After roll call fatigue duty until breakfast; after breakfast the doctor’s call to the sick to appear at his tent to be treated. Quinine was impartially administered to all, except to those shamming illness (to get rid of duty), to whom generous doses of castor oil were given.

Next is guard call and mounting. Those who are not detailed for guard engage in fatigue duty. From 9 to 10 o’clock is drill. From 10 to 12 o’clock there is more fatigue.

Dinner from 12 to 1. From 2 till 4 drill. Right after drill preparing for dress parade, which took place at 4:30. No other duty follows this. At 8 o’clock roll call, 8:30 bedtime, 9 o’clock taps, when all the lights must be put out.

During the time we had to ourselves we did our washing or shone up our guns and brasses for inspection, which came every Sunday morning. This inspection was very thorough. The inspecting officers wore white gloves, and the end of the little finger he thrust into the muzzle of the gun. If any dirt appeared on the glove the owner of the gun was condemned.
Monday, Nov. 23rd, we were marched bright and early to the foot of the island where was the general landing. Thence we were ferried across the water to Horseshoe Island, and on the beach of that we were marched a distance of three miles, where we pitched tents. The rebels occupied the adjoining island called Oole, which a bridge connected. Our picket was stationed at one end of the bridge and theirs at the other.
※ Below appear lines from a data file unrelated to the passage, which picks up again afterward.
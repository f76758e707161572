//! Error types for the Timesheet Normalization Engine.
//!
//! This module provides strongly-typed errors using the `thiserror` crate
//! for the hard-fail paths of the engine. Soft-fail components (date
//! resolution, service-code lookup, accuracy classification) never produce
//! these errors; they return structured "unresolved" values instead.

use thiserror::Error;
use uuid::Uuid;

/// The main error type for the Timesheet Normalization Engine.
///
/// # Example
///
/// ```
/// use timesheet_engine::error::EngineError;
///
/// let error = EngineError::UnrecognizedTime {
///     field: "time_in".to_string(),
///     raw: "??".to_string(),
/// };
/// assert_eq!(error.to_string(), "Unrecognized time in field 'time_in': '??'");
/// ```
#[derive(Debug, Error)]
pub enum EngineError {
    /// Configuration file was not found at the specified path.
    #[error("Configuration file not found: {path}")]
    ConfigNotFound {
        /// The path that was not found.
        path: String,
    },

    /// Configuration file could not be parsed.
    #[error("Failed to parse configuration file '{path}': {message}")]
    ConfigParseError {
        /// The path to the file that failed to parse.
        path: String,
        /// A description of the parse error.
        message: String,
    },

    /// A clock time could not be recognized and cannot be defaulted.
    #[error("Unrecognized time in field '{field}': '{raw}'")]
    UnrecognizedTime {
        /// The field the value came from (e.g. "time_in").
        field: String,
        /// The raw extracted value.
        raw: String,
    },

    /// An employee name was empty or otherwise unusable.
    #[error("Invalid employee name '{name}': {message}")]
    InvalidEmployeeName {
        /// The rejected name.
        name: String,
        /// Why the name was rejected.
        message: String,
    },

    /// No employee with this id exists in the organization's roster.
    #[error("Employee not found: {employee_id}")]
    EmployeeNotFound {
        /// The requested employee id.
        employee_id: String,
    },

    /// No timesheet with this id exists for the organization.
    #[error("Timesheet '{timesheet_id}' not found for organization '{organization_id}'")]
    TimesheetNotFound {
        /// The organization the lookup was scoped to.
        organization_id: String,
        /// The requested timesheet id.
        timesheet_id: Uuid,
    },

    /// A timesheet with this id has already been stored.
    #[error("Timesheet '{timesheet_id}' already exists")]
    DuplicateTimesheet {
        /// The conflicting timesheet id.
        timesheet_id: Uuid,
    },

    /// An edit was made against a stale version of a timesheet.
    #[error(
        "Version conflict on timesheet '{timesheet_id}': expected version {expected}, found {actual}"
    )]
    VersionConflict {
        /// The timesheet being edited.
        timesheet_id: Uuid,
        /// The version the editor last read.
        expected: u64,
        /// The version currently stored.
        actual: u64,
    },

    /// A reviewer edit referenced a line that does not exist or was malformed.
    #[error("Invalid edit: {message}")]
    InvalidEdit {
        /// A description of what made the edit invalid.
        message: String,
    },

    /// A name correction request was malformed.
    #[error("Invalid correction: {message}")]
    InvalidCorrection {
        /// A description of what made the correction invalid.
        message: String,
    },

    /// A bulk name correction stopped part-way through.
    ///
    /// `updated_count` is the exact number of employee entries rewritten
    /// before the failure, so a caller can tell this apart from a correction
    /// that matched nothing.
    #[error("Name correction partially applied ({updated_count} records updated): {message}")]
    PartialCorrection {
        /// Records successfully rewritten before the failure.
        updated_count: usize,
        /// The underlying failure.
        message: String,
    },

    /// The storage layer failed.
    #[error("Storage error: {message}")]
    Storage {
        /// A description of the storage failure.
        message: String,
    },
}

/// A type alias for Results that return EngineError.
pub type EngineResult<T> = Result<T, EngineError>;

#[cfg(test)]
mod tests {
    use super::*;

    #[test]
    fn test_config_not_found_displays_path() {
        let error = EngineError::ConfigNotFound {
            path: "/missing/engine.yaml".to_string(),
        };
        assert_eq!(
            error.to_string(),
            "Configuration file not found: /missing/engine.yaml"
        );
    }

    #[test]
    fn test_config_parse_error_displays_path_and_message() {
        let error = EngineError::ConfigParseError {
            path: "/config/bad.yaml".to_string(),
            message: "invalid YAML syntax".to_string(),
        };
        assert_eq!(
            error.to_string(),
            "Failed to parse configuration file '/config/bad.yaml': invalid YAML syntax"
        );
    }

    #[test]
    fn test_version_conflict_displays_versions() {
        let id = Uuid::nil();
        let error = EngineError::VersionConflict {
            timesheet_id: id,
            expected: 2,
            actual: 3,
        };
        assert_eq!(
            error.to_string(),
            format!("Version conflict on timesheet '{id}': expected version 2, found 3")
        );
    }

    #[test]
    fn test_partial_correction_reports_count() {
        let error = EngineError::PartialCorrection {
            updated_count: 4,
            message: "store unavailable".to_string(),
        };
        assert_eq!(
            error.to_string(),
            "Name correction partially applied (4 records updated): store unavailable"
        );
    }

    #[test]
    fn test_timesheet_not_found_displays_scope() {
        let error = EngineError::TimesheetNotFound {
            organization_id: "org_a".to_string(),
            timesheet_id: Uuid::nil(),
        };
        assert!(error.to_string().contains("org_a"));
    }

    #[test]
    fn test_errors_implement_std_error() {
        fn assert_error<T: std::error::Error>() {}
        assert_error::<EngineError>();
    }

    #[test]
    fn test_error_propagation_with_question_mark() {
        fn returns_unrecognized_time() -> EngineResult<()> {
            Err(EngineError::UnrecognizedTime {
                field: "time_out".to_string(),
                raw: "xx".to_string(),
            })
        }

        fn propagates_error() -> EngineResult<()> {
            returns_unrecognized_time()?;
            Ok(())
        }

        assert!(propagates_error().is_err());
    }
}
Here we were put to work building entrenchment’s in anticipation of an advance by the enemy.

We worked at night in the rifle pit. There was considerable fall of rain during our stay, and this necessitated weighing out rations of whiskey to drive off malaria. I remember one ration in particular which was given us when we left off work, shortly after midnight. After the drink, (a gill to each man) the men were supposed to go to bed, but some were so exhilarated by the spirit that they concluded to sit up the rest of the night. They got real hilarious, and one of them, in the exuberance of his nature cut down a tree, which fell across his tent breaking it down, smashing a camp kettle, and scattering his rations to all directions. After that he went to bed.

We remained on Horseshoe Island ten days, and then returned to our camp on Folly Island. December 6th, Lieutenant Colonel Wilcoxson, Lieutenant North, and a sergeant from each company started for Connecticut on a recruiting service, and the regiment was put under the command of Captain Kellogg, of Company H. Most of the regiment has been sent off on fatigue and picket duty this week. December 12th and 13th a frightful storm of wind and rain swept over the island. In low places the sea broke over the sand ridge and washed away the cookhouse of Company K.

December 20th, I was one of a detail for seven days work of firth and bridge building on Kiawa Island. Christmas came during this detail, and we were given a holiday.

December 30th, Mr. Hayes, once our quartermaster, but resigned, visited the regiment. The peculiarity about Mr. Hayes, when in the service, was that he kept an umbrella.


The first day of January, 1864, found the Seventeenth still on Folly Island. There was no drill nor other duty excepting guard, and the day was given up to idleness and other enjoyment, the chief feature being the examination of the boxes sent us by the soldiers’ aid societies in Bridgeport and Danbury.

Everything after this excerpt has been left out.